Some pretty high profile websites have fallen victim to a kind of cyber attack known as malvertising. According to Wikipedia, Malvertising is the practice of inserting malicious, malware-laden advertisements into what appear to be legitimate online ads. One such attack occurred on the New York Times website and plagued site visitors for almost a full week.
How Does this Happen?
While websites usually screen the ads they allow to run on their sites for legitimacy, security, and quality, many more online ads come to sites through third-party middlemen commonly referred to as ad networks. Due to this indirect relationship, ads might appear on a website without direct approval from the advertising department or control groups for the sites. The lack of direct oversight, in turn, could expose visitors to third-party servers and potential attack.
In the case of the New York Times attack, only about half of the attacks came through third party ad networks. The rest of the attacks came from a company posing as a legitimate provider. The attackers presented ads for Vonage phone service and displayed malware free ads for a period. At some point, however, the attackers switched up the ads and began showing the virus-laden messaging.
Because of the apparent legitimacy of the original Vonage ads, the attackers were able to get the ads approved by the Times through the normal operational channels. According to an article posted on the New York Times, the breach occurred “because The Times thought the campaign came straight from Vonage, which has advertised on the site before. It allowed the advertiser to use an outside vendor that it had not vetted to actually deliver the ads.”
What was the Result in this Case?
Reports flooded into the Times from hundreds of people who were affected. The malicious malvertising presented users with a threat detection and prompted them to download security software as a precaution. The downloads were malware.
The New York Times went so far as to suspend third-party advertisement to combat the problem, and even provided readers advice on dealing with similar issues. Experts have since indicated that the people who installed the phony antivirus software would likely be hit again in the future. Similar attacks have occurred on sites like Fox News and The San Fransisco Chronicle.
Can this type of Attack be Prevented going forward?

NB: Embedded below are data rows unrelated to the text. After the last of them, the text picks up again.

use common::{Fault, Fixture, Harness, ManualClock};
use deployflow_cloud::{
    ApiError, DeploymentError, FileStateStore, LifecycleState, RetryConfig, StateStore,
};
use deployflow_core::Block;
use std::sync::Arc;
use std::time::Duration;

const KEY: &str = "prod";

fn single_attempt() -> RetryConfig {
    RetryConfig {
        max_attempts: 1,
        ..Default::default()
    }
}

#[tokio::test]
async fn test_create_search_with_apm() {
    let h = Harness::new();
    h.api.set_pending_polls(2);

    let state = h
        .controller
        .create(KEY, &Fixture::default().search_with_apm("test-1"))
        .await
        .unwrap();

    assert_eq!(state.lifecycle, LifecycleState::Active);
    assert_eq!(state.id.as_deref(), Some("d1"));
    let flat = &state.attributes;
    assert_eq!(flat.attr("name").as_deref(), Some("test-1"));
    assert_eq!(flat.attr("elasticsearch.#").as_deref(), Some("1"));
    assert_eq!(flat.attr("apm.#").as_deref(), Some("1"));
    assert_eq!(
        flat.attr("elasticsearch.0.topology.0.memory_per_node").as_deref(),
        Some("1g")
    );
    for kind in ["elasticsearch", "apm"] {
        assert!(flat.attr(&format!("{}.0.http_endpoint", kind)).is_some());
        assert!(flat.attr(&format!("{}.0.https_endpoint", kind)).is_some());
    }

    assert_eq!(flat.attr("elasticsearch_username").as_deref(), Some("elastic"));
    assert_eq!(flat.attr("elasticsearch_password").as_deref(), Some("secret-d1"));
    assert_eq!(flat.attr("apm_secret_token").as_deref(), Some("token-d1"));
    assert_eq!(state.request_id(), None);

    assert_eq!(h.api.calls().create, 1);
    assert_eq!(
        h.clock.sleeps(),
        vec![Duration::from_secs(2), Duration::from_secs(4)]
    );
    assert_eq!(h.store.load(KEY).await.unwrap(), Some(state));
}

#[tokio::test]
async fn test_update_topology_debug_flag() {
    let h = Harness::new();
    let fixture = Fixture::default();
    h.controller
        .create(KEY, &fixture.apm_debug("test-1", false, false))
        .await
        .unwrap();

    let desired = fixture.apm_debug("test-1", false, true);
    let state = h.controller.update(KEY, &desired).await.unwrap();

    assert_eq!(state.lifecycle, LifecycleState::Active);
    assert_eq!(
        state.attributes.attr("apm.0.config.0.debug_enabled").as_deref(),
        Some("false")
    );
    assert_eq!(
        state
            .attributes
            .attr("apm.0.topology.0.config.0.debug_enabled")
            .as_deref(),
        Some("true")
    );
    assert_eq!(h.api.calls().update, 1);
    assert!(h.api.last_update().unwrap().prune_orphans);

    // Credentials survive the read that follows the update
    assert_eq!(
        state.attributes.attr("elasticsearch_password").as_deref(),
        Some("secret-d1")
    );

    let again = h.controller.update(KEY, &desired).await.unwrap();
    assert_eq!(h.api.calls().update, 1);
    assert_eq!(again.attributes, state.attributes);
}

New York Times and other sites affected by similar attacks have instituted more rigorous screening policies to try and avoid any recurrence of malvertising. The Times also indicated that it was working directly with authorities to track down the culprits. Cybercrime is a difficult case to crack as these attackers are typically organized criminals operating overseas who then recruit third parties to assist with disseminating the viruses.
Additionally, Adobe Flash – whose software was exploited in this case – is becoming less and less prevalent on the web. Apple has often pointed to Adobe Flash’s security vulnerabilities as a reason for not supporting the program.

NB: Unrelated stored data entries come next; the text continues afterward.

//! Credential bundle
//!
//! Secrets the control plane hands out only in the creation response. They
//! are copied into top-level flat attributes right away; no later read can
//! recover them.

use deployflow_core::wire::{ClusterCredentials, DeploymentCreateResponse};
use deployflow_core::{Block, ComponentKind, schema};

#[derive(Debug, Clone, Default, PartialEq, Eq)]
pub struct CredentialBundle {
    pub elasticsearch_username: Option<String>,
    pub elasticsearch_password: Option<String>,
    pub apm_secret_token: Option<String>,
}

impl CredentialBundle {
    /// Capture whatever secrets the creation response carries
    pub fn from_create_response(response: &DeploymentCreateResponse) -> Self {
        let mut bundle = Self::default();

        let search = response
            .resources
            .iter()
            .filter(|r| r.kind == ComponentKind::Elasticsearch)
            .find_map(|r| r.credentials.as_ref());
        if let Some(credentials) = search {
            bundle.set_elasticsearch(credentials);
        }

        bundle.apm_secret_token = response
            .resources
            .iter()
            .filter(|r| r.kind == ComponentKind::Apm)
            .find_map(|r| r.secret_token.clone())
            .filter(|t| !t.is_empty());

        bundle
    }

    /// Secrets an earlier attempt already recorded as flat attributes
    pub fn from_attributes(attributes: &Block) -> Self {
        let read = |key: &str| attributes.attr(key).filter(|v| !v.is_empty());
        Self {
            elasticsearch_username: read(schema::ELASTICSEARCH_USERNAME),
            elasticsearch_password: read(schema::ELASTICSEARCH_PASSWORD),
            apm_secret_token: read(schema::APM_SECRET_TOKEN),
        }
    }

    /// Fill every secret this bundle lacks from `other`
    pub fn merge(&mut self, other: Self) {
        if !self.has_elasticsearch() && other.has_elasticsearch() {
            self.elasticsearch_username = other.elasticsearch_username;
            self.elasticsearch_password = other.elasticsearch_password;
        }
        if self.apm_secret_token.is_none() {
            self.apm_secret_token = other.apm_secret_token;
        }
    }

    pub fn set_elasticsearch(&mut self, credentials: &ClusterCredentials) {
        self.elasticsearch_username = credentials.username.clone().filter(|u| !u.is_empty());
        self.elasticsearch_password = credentials.password.clone().filter(|p| !p.is_empty());
    }

    /// Whether both search-engine credentials are known
    pub fn has_elasticsearch(&self) -> bool {
        self.elasticsearch_username.is_some() && self.elasticsearch_password.is_some()
    }

    /// Store the known secrets as top-level flat attributes
    pub fn write_to(&self, attributes: &mut Block) {
        let fields = [
            (schema::ELASTICSEARCH_USERNAME, &self.elasticsearch_username),
            (schema::ELASTICSEARCH_PASSWORD, &self.elasticsearch_password),
            (schema::APM_SECRET_TOKEN, &self.apm_secret_token),
        ];
        for (key, value) in fields {
            if let Some(value) = value {
                attributes.insert(key, value.as_str());
            }
        }
    }
}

How Site Visitors can avoid falling Victim to these Attacks
Trusting that big sites will take more preventative steps to prevent such occurrences in the future, visitors also need to be aware of some precautionary measures they can take, even when visiting what’s believed to be secure and trusted sites. Here are some tips for avoiding malvertising attacks:
Purchase and install an antivirus software that would combat these types of attacks
Frequently clear web cache using the options menu on the browser
Do not click directly on ads. Instead, type the company’s website into the browser and visit the site directly as opposed to clicking through the ad
Never agree to download any supposed virus software that you haven’t purchased.
As more and more sites turn to online advertising as a revenue stream, exploiting weaknesses in the screening process for online ads will continue to be an entry point for online criminals. The more traffic a site gets, the more of an appealing target it becomes. Web browsers need to be wary.